Capacitor insulating film, 11: lower storage electrode, 13: upper storage electrode, 15: source / drain diffusion layer (on the upper wall of the trench), 16: gate insulating film, 17: gate electrode, 18
... source / drain diffusion layers (on the bit line contact side), 19, 21 ... interlayer insulating films, 20 ... bit lines.
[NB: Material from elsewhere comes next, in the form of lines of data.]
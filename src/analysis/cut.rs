//! Pipe cut proposal
//!
//! For each valid collar, the CBL readings in the lookback window just above
//! it are categorised by amplitude relative to the loudest reading in the log.
//! A collar whose window shows more free pipe than stuck pipe can be cut; the
//! deepest such collar is chosen and the cut placed a safety offset above it.

use statrs::statistics::Statistics;
use tracing::debug;

use crate::config::defaults::{
    COLLAR_RESPONSE_PERCENT, CUT_SAFETY_OFFSET, FREE_PIPE_PERCENT, STUCK_PIPE_PERCENT,
};
use crate::types::{Collar, CutCandidate, CutEvaluation, DepthSample, PipeResponse, ProposedCut};

/// Categorise a CBL reading as a percentage of the maximum observed CBL.
pub fn categorize(cbl: f64, max_cbl: f64) -> PipeResponse {
    let pct = cbl / max_cbl * 100.0;
    if pct >= FREE_PIPE_PERCENT {
        PipeResponse::Free
    } else if pct >= STUCK_PIPE_PERCENT {
        PipeResponse::Stuck
    } else if pct >= COLLAR_RESPONSE_PERCENT {
        PipeResponse::Collar
    } else {
        PipeResponse::Body
    }
}

/// Evaluate the lookback window `(depth − lookback, depth]` of every valid
/// collar, deepest first, and select the deepest qualifying one.
///
/// Only samples between the shallowest and deepest collar (valid or not)
/// take part: the maximum CBL and every window come from that cased section,
/// so free pipe above it does not skew the categories. Invalid collars are
/// never candidates. Samples without a CBL reading are ignored.
pub fn evaluate_cuts(
    samples: &[DepthSample],
    collars: &[Collar],
    lookback: f64,
    safety_offset: f64,
) -> CutEvaluation {
    let Some((top, base)) = collar_span(collars) else {
        return CutEvaluation::default();
    };
    let cbl: Vec<&DepthSample> = samples
        .iter()
        .filter(|s| s.has_cbl() && s.depth >= top && s.depth <= base)
        .collect();
    let max_cbl = if cbl.is_empty() {
        0.0
    } else {
        Statistics::max(cbl.iter().map(|s| s.cbl))
    };
    if !cbl.is_empty() && max_cbl <= 0.0 {
        return CutEvaluation::default();
    }

    let mut valid: Vec<&Collar> = collars.iter().filter(|c| c.is_valid()).collect();
    valid.sort_by(|a, b| b.depth.total_cmp(&a.depth));

    let candidates: Vec<CutCandidate> = valid
        .into_iter()
        .map(|collar| {
            let range_top = collar.depth - lookback;
            let window: Vec<PipeResponse> = cbl
                .iter()
                .filter(|s| s.depth > range_top && s.depth <= collar.depth)
                .map(|s| categorize(s.cbl, max_cbl))
                .collect();

            let n = window.len();
            let share = |response: PipeResponse| {
                if n == 0 {
                    0.0
                } else {
                    window.iter().filter(|&&r| r == response).count() as f64 * 100.0 / n as f64
                }
            };
            let free_percentage = share(PipeResponse::Free);
            let stuck_percentage = share(PipeResponse::Stuck);

            CutCandidate {
                collar_label: collar.label.clone(),
                collar_depth: collar.depth,
                range_top,
                range_base: collar.depth,
                sample_count: n,
                free_percentage,
                stuck_percentage,
                qualifies: n > 0 && free_percentage > stuck_percentage,
            }
        })
        .collect();

    let proposal = candidates.iter().find(|c| c.qualifies).map(|c| ProposedCut {
        collar_label: c.collar_label.clone(),
        collar_depth: c.collar_depth,
        cut_depth: c.collar_depth - safety_offset,
    });

    debug!(
        candidates = candidates.len(),
        qualifying = candidates.iter().filter(|c| c.qualifies).count(),
        max_cbl,
        section_top = top,
        section_base = base,
        "Cut evaluation complete"
    );

    CutEvaluation {
        candidates,
        proposal,
    }
}

/// Shallowest and deepest collar depth.
fn collar_span(collars: &[Collar]) -> Option<(f64, f64)> {
    collars.iter().fold(None, |acc, c| match acc {
        None => Some((c.depth, c.depth)),
        Some((lo, hi)) => Some((lo.min(c.depth), hi.max(c.depth))),
    })
}

/// Proposed cut depth with the default safety offset (1.5), or `None` when no
/// valid collar qualifies.
pub fn propose_cut(samples: &[DepthSample], collars: &[Collar], lookback: f64) -> Option<f64> {
    evaluate_cuts(samples, collars, lookback, CUT_SAFETY_OFFSET)
        .proposal
        .map(|p| p.cut_depth)
}

#[cfg(test)]
mod tests {
    use super::*;
    use crate::types::CollarValidity;

    fn collar(label: &str, depth: f64, validity: CollarValidity) -> Collar {
        Collar {
            label: label.to_string(),
            depth,
            ccl: 1.0,
            validity,
        }
    }

    fn cbl(depth: f64, value: f64) -> DepthSample {
        DepthSample::cbl_only(depth, value)
    }

    #[test]
    fn test_categorize_bands() {
        assert_eq!(categorize(95.0, 100.0), PipeResponse::Free);
        assert_eq!(categorize(90.0, 100.0), PipeResponse::Free);
        assert_eq!(categorize(60.0, 100.0), PipeResponse::Stuck);
        assert_eq!(categorize(25.0, 100.0), PipeResponse::Collar);
        assert_eq!(categorize(24.9, 100.0), PipeResponse::Body);
    }

    #[test]
    fn test_deepest_qualifying_collar_is_cut() {
        let samples = vec![
            // above the cased section, ignored
            cbl(97.0, 150.0),
            cbl(100.0, 10.0),
            // window of C.2 (106, 110]: free pipe
            cbl(107.0, 92.0),
            cbl(109.0, 91.0),
            // window of C.3 (116, 120]: stuck
            cbl(117.0, 70.0),
            cbl(119.0, 65.0),
        ];
        let collars = vec![
            collar("C.1", 100.0, CollarValidity::Valid),
            collar("C.2", 110.0, CollarValidity::Valid),
            collar("C.3", 120.0, CollarValidity::Valid),
        ];
        let eval = evaluate_cuts(&samples, &collars, 4.0, 1.5);
        let order: Vec<&str> = eval.candidates.iter().map(|c| c.collar_label.as_str()).collect();
        assert_eq!(order, vec!["C.3", "C.2", "C.1"]);
        assert!(!eval.candidates[0].qualifies);
        let proposal = eval.proposal.expect("C.2 qualifies");
        assert_eq!(proposal.collar_label, "C.2");
        assert!((proposal.cut_depth - 108.5).abs() < 1e-9);
        assert_eq!(propose_cut(&samples, &collars, 4.0), Some(108.5));
    }

    #[test]
    fn test_invalid_collars_are_skipped() {
        let samples = vec![cbl(100.0, 100.0), cbl(109.0, 100.0)];
        let collars = vec![
            collar("C.1", 100.0, CollarValidity::Valid),
            collar("C.2", 110.0, CollarValidity::Invalid),
        ];
        assert_eq!(propose_cut(&samples, &collars, 4.0), Some(98.5));
    }

    #[test]
    fn test_window_excludes_its_upper_end() {
        // The reading at 96.0 belongs to C.1 only
        let samples = vec![cbl(96.0, 100.0), cbl(98.0, 10.0), cbl(100.0, 10.0)];
        let collars = vec![
            collar("C.1", 96.0, CollarValidity::Valid),
            collar("C.2", 100.0, CollarValidity::Valid),
        ];
        let eval = evaluate_cuts(&samples, &collars, 4.0, 1.5);
        assert_eq!(eval.candidates[0].collar_label, "C.2");
        assert_eq!(eval.candidates[0].sample_count, 2);
        assert!(!eval.candidates[0].qualifies);
        assert_eq!(eval.proposal.map(|p| p.collar_label), Some("C.1".to_string()));
    }

    #[test]
    fn test_no_proposal_without_collars_or_signal() {
        let samples = vec![cbl(99.0, 100.0)];
        assert_eq!(propose_cut(&samples, &[], 4.0), None);

        let flat = vec![cbl(100.0, 0.0)];
        let collars = vec![collar("C.1", 100.0, CollarValidity::Valid)];
        assert_eq!(evaluate_cuts(&flat, &collars, 4.0, 1.5), CutEvaluation::default());
    }

    #[test]
    fn test_empty_window_does_not_qualify() {
        let samples = vec![cbl(50.0, 100.0)];
        let collars = vec![collar("C.1", 100.0, CollarValidity::Valid)];
        let eval = evaluate_cuts(&samples, &collars, 4.0, 1.5);
        assert_eq!(eval.candidates[0].sample_count, 0);
        assert!(!eval.candidates[0].qualifies);
    }

    #[test]
    fn test_free_pipe_above_collars_does_not_scale_categories() {
        let mut samples = vec![cbl(50.0, 100.0), cbl(100.0, 20.0)];
        samples.extend([106.0, 107.0, 108.0, 109.0].map(|d| cbl(d, 58.0)));
        let collars = vec![
            collar("C.1", 100.0, CollarValidity::Valid),
            collar("C.2", 109.6, CollarValidity::Valid),
        ];
        let eval = evaluate_cuts(&samples, &collars, 4.0, 1.5);
        assert!((eval.candidates[0].free_percentage - 100.0).abs() < 1e-9);
        let cut = propose_cut(&samples, &collars, 4.0).expect("C.2 qualifies");
        assert!((cut - 108.1).abs() < 1e-9, "cut = {cut}");
    }
}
Continuation of front page (56) References JP-A-4-212451 (JP, A) JP-A-4-252071 (JP, A) JP-A-2-62073 (JP, A) JP-A-2-172219 (JP) JP-A-3-102869 (JP, A) JP-A-63-258060 (JP, A) JP-A-3-36762 (JP, A) JP-A-3-227563 (JP, A) 4-3463 (JP, A) (58) Fields investigated (Int. Cl. ⁷ , DB name) H01L 21/8242 H01L 21/822 H01L 27/04 H01L 27/108

Claims (5)

(57) [Claims] A semiconductor substrate formed on the semiconductor substrate;
Dynamic cells composed of multiple memory cells
Dynamic semiconductor memory device comprising
The memory cell has a gate connected to a word line,
MOS transistors whose source and drain are connected to bit lines
The source of the transistor and the other source of this MOS transistor
Embedded storage electrode electrically connected to the rain
Consisting of a wrench capacitor and on the storage electrode
Each of the two MOS transistors adjacent to it
Characterized in that part of the gate electrode extends insulated
Dynamic type semiconductor memory device. 2. The storage electrode according to claim 1, wherein the storage electrode has an upper side wall.
It is characterized by being in direct contact with the other source / drain
2. The dynamic semiconductor memory device according to claim 1, wherein: 3. The one source / drain and the other
Arranged on the semiconductor substrate so as to include the source and drain of
And a half having a depth smaller than the depth of the trench.
A conductor well region, and the train in the semiconductor substrate.
And surrounding the trench, the trench being deeper than the semiconductor well.
A further insulating film shallower than
The dynamic semiconductor memory device according to claim 1. 4. The storage electrode has an upper side below the storage electrode.
In the channel length direction of the MOS transistor
2. The dyna according to claim 1, wherein the dimensions are large.
Mick type semiconductor storage device. 5. The dynamic type cell according to claim 1, wherein the dynamic type cell is of a series connection type.
5. The method according to claim 1, wherein
2. The dynamic semiconductor memory device according to claim 1.